DESCRIPTION OF THE TASK - Starting at the line with "let Some(header) = decode_header(bytes)" and going on through the line with "if header.transfer_id == last", reproduce each line in the records below exactly and nothing more.
(Beginning of PROVIDED MATERIAL)
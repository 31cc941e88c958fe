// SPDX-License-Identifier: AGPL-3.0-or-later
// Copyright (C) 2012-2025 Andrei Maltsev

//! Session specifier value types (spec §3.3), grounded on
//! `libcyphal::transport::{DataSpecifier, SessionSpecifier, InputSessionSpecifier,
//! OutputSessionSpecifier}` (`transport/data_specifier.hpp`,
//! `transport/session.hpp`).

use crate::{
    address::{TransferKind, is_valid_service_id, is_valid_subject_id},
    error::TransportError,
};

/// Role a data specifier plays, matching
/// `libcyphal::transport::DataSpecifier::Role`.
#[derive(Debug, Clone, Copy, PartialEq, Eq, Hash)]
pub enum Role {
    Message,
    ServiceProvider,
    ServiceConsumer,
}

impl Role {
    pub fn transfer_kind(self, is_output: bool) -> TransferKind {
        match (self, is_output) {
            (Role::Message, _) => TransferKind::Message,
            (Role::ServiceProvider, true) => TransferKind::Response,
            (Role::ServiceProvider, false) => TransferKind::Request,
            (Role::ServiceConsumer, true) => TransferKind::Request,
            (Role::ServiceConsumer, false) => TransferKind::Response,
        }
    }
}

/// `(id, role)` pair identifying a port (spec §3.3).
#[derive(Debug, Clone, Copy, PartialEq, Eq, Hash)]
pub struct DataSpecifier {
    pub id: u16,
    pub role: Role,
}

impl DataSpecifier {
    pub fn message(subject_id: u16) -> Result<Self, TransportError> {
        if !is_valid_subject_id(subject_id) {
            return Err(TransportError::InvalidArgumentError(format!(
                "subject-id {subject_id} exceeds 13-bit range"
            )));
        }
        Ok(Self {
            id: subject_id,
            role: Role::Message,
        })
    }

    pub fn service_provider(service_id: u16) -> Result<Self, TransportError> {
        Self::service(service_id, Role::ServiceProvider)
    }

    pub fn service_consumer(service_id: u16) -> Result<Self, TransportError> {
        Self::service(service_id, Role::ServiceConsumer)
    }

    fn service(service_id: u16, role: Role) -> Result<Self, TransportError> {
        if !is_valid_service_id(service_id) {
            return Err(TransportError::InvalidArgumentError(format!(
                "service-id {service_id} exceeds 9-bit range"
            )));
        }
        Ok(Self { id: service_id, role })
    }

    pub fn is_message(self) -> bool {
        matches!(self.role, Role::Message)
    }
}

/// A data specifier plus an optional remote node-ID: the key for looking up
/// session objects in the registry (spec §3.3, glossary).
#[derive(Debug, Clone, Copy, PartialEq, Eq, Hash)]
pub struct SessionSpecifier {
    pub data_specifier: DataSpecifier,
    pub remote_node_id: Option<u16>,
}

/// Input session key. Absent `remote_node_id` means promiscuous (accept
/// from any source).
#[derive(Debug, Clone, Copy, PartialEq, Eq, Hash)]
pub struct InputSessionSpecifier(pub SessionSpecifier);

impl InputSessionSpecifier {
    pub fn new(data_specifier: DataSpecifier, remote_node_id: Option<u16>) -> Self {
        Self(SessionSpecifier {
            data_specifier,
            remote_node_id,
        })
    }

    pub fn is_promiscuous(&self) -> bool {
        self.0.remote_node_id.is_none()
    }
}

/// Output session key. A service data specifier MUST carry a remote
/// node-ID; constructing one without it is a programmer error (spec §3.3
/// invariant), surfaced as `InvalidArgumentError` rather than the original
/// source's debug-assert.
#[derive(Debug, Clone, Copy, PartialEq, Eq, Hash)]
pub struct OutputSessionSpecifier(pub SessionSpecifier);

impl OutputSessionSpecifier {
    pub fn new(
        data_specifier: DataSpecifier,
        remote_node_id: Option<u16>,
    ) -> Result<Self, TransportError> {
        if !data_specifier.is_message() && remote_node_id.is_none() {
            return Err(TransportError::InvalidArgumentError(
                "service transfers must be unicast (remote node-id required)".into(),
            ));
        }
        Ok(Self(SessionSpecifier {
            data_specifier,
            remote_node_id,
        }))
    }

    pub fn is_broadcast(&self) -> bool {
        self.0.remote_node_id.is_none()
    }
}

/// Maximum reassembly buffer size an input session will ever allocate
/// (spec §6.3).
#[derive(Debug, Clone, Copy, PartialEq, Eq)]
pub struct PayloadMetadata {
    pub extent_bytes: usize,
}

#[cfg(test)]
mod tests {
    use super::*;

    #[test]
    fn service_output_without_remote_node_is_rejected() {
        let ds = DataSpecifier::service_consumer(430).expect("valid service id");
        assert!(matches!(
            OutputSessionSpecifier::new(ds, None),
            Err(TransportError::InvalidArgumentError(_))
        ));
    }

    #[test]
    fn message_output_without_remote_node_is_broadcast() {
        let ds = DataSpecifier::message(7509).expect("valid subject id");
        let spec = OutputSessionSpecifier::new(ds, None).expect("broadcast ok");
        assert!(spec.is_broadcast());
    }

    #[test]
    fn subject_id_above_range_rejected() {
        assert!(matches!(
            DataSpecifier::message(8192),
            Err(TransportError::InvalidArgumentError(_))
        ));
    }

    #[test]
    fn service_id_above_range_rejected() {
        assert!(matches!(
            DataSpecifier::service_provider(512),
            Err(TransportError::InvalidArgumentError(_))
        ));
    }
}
(End of PROVIDED MATERIAL)
(Beginning of PROVIDED MATERIAL)
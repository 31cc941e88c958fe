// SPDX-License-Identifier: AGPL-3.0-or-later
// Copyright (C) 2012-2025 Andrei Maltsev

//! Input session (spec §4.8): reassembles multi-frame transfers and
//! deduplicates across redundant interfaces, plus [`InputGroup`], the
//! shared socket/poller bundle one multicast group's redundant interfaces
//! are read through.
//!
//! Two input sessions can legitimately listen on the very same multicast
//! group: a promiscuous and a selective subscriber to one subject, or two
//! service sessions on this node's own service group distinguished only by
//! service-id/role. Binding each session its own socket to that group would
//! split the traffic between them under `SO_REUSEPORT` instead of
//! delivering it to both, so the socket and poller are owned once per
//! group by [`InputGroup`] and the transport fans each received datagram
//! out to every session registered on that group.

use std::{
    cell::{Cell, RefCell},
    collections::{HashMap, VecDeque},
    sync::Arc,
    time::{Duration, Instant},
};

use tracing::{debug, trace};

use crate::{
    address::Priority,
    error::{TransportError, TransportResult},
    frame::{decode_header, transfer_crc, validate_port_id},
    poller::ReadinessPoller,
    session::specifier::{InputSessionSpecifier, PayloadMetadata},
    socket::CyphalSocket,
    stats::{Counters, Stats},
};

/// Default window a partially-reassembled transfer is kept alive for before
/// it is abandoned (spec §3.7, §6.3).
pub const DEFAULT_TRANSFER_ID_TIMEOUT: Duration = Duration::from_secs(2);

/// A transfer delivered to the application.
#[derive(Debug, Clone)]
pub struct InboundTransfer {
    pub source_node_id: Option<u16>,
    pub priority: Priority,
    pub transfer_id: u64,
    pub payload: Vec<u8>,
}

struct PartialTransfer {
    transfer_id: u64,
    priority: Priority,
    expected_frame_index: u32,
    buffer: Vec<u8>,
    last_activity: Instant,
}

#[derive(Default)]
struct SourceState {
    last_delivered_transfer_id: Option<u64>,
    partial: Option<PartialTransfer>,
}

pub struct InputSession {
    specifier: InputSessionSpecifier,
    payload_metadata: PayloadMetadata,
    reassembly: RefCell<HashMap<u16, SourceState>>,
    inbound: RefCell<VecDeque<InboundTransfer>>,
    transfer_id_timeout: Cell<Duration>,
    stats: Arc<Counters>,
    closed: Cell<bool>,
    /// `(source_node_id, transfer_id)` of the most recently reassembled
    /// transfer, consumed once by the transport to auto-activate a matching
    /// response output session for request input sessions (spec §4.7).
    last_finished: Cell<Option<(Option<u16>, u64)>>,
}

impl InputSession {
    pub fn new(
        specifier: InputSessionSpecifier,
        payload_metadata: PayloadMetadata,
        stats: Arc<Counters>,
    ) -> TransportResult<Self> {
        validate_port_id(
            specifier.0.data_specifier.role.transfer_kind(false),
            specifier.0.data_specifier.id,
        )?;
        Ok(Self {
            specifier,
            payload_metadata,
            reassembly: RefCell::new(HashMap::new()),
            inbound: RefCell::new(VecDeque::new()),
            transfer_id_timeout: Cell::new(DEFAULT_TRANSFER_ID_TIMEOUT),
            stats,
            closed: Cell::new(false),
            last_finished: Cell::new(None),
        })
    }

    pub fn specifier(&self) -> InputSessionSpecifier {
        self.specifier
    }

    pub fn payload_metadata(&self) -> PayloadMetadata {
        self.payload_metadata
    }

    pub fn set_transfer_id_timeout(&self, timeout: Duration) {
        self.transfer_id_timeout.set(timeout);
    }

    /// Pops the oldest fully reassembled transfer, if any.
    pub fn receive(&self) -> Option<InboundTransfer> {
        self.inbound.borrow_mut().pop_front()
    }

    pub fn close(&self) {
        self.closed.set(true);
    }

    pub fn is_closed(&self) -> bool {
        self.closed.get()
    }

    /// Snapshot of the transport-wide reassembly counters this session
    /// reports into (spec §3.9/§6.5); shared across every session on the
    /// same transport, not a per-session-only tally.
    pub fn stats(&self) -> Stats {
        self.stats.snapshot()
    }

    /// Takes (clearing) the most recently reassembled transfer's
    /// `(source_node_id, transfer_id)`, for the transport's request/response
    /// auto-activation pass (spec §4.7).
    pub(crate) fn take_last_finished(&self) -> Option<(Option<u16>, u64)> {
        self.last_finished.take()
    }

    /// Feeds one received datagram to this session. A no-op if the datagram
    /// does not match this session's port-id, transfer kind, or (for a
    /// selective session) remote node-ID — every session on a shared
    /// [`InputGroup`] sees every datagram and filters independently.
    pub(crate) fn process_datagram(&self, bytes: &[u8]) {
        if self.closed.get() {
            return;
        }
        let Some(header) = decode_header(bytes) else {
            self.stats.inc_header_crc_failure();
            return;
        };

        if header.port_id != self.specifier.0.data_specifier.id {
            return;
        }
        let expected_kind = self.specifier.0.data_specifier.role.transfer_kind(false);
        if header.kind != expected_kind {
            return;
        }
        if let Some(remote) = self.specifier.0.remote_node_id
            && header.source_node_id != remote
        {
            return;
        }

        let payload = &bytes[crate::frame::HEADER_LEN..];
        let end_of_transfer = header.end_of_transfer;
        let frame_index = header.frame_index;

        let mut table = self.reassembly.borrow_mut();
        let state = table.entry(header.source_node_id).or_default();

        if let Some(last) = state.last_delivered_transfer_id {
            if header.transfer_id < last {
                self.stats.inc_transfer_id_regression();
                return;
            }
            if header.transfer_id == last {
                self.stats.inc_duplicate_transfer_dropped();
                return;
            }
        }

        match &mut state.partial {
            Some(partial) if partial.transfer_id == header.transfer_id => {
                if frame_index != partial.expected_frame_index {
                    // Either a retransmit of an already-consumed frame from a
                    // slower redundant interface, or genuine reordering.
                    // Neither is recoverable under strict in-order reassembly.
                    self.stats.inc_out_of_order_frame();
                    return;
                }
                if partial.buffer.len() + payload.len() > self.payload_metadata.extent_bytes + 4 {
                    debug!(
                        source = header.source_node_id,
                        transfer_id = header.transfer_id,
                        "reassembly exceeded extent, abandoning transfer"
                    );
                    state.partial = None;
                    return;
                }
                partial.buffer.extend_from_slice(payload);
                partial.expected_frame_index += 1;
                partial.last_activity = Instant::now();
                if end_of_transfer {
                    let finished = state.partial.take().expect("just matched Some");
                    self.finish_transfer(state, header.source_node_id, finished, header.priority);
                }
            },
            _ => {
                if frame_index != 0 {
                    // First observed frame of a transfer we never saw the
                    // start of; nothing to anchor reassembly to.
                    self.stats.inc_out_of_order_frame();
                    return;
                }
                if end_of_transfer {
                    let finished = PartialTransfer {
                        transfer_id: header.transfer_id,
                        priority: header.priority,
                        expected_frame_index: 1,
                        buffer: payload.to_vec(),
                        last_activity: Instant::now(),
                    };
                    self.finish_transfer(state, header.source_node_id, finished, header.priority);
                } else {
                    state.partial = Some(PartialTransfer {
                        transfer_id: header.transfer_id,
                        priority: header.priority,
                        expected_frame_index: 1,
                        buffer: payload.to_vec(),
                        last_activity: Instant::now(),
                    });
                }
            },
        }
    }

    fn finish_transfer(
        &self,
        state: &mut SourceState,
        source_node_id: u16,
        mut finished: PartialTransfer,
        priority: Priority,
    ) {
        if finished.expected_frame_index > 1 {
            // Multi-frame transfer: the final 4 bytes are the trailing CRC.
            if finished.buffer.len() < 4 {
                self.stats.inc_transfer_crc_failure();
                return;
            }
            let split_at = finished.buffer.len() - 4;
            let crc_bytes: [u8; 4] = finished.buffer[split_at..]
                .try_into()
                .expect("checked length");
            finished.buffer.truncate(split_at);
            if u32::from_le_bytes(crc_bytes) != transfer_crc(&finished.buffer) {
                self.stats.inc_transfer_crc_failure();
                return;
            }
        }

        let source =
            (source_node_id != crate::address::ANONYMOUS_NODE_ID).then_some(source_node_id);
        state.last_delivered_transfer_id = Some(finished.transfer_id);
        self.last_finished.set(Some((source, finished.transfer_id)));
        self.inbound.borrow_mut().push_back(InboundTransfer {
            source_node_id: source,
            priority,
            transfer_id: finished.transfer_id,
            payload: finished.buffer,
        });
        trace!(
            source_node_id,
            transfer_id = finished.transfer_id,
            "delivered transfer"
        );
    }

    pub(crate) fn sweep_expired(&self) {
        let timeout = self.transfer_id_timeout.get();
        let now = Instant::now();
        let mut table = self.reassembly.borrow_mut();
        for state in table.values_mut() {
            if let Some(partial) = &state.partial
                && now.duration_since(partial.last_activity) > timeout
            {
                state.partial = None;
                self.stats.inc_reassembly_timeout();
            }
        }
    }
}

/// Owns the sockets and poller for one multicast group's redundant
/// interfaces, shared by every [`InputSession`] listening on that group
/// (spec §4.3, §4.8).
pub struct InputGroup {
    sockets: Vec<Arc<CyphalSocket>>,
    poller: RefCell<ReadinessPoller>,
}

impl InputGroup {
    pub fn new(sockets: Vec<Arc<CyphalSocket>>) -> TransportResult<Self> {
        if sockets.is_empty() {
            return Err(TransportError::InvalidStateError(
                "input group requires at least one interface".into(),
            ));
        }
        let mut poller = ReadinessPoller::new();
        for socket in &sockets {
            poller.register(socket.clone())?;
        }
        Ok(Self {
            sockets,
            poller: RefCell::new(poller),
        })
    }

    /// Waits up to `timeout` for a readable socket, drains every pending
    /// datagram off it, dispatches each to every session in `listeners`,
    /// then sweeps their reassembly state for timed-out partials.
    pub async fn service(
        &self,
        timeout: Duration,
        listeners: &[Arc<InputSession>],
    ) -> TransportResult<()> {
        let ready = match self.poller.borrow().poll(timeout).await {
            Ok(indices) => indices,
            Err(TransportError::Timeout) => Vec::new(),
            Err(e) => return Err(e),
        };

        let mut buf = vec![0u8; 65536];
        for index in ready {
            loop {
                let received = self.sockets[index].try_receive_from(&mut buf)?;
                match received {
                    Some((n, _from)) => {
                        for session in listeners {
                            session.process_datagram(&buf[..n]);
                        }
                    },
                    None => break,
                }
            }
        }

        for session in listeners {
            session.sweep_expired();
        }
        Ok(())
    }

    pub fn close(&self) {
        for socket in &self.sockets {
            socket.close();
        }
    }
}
(End of PROVIDED MATERIAL)
SOLUTION TO THIS TASK -
        let Some(header) = decode_header(bytes) else {
            self.stats.inc_header_crc_failure();
            return;
        };

        if header.port_id != self.specifier.0.data_specifier.id {
            return;
        }
        let expected_kind = self.specifier.0.data_specifier.role.transfer_kind(false);
        if header.kind != expected_kind {
            return;
        }
        if let Some(remote) = self.specifier.0.remote_node_id
            && header.source_node_id != remote
        {
            return;
        }

        let payload = &bytes[crate::frame::HEADER_LEN..];
        let end_of_transfer = header.end_of_transfer;
        let frame_index = header.frame_index;

        let mut table = self.reassembly.borrow_mut();
        let state = table.entry(header.source_node_id).or_default();

        if let Some(last) = state.last_delivered_transfer_id {
            if header.transfer_id < last {
                self.stats.inc_transfer_id_regression();
                return;
            }
            if header.transfer_id == last {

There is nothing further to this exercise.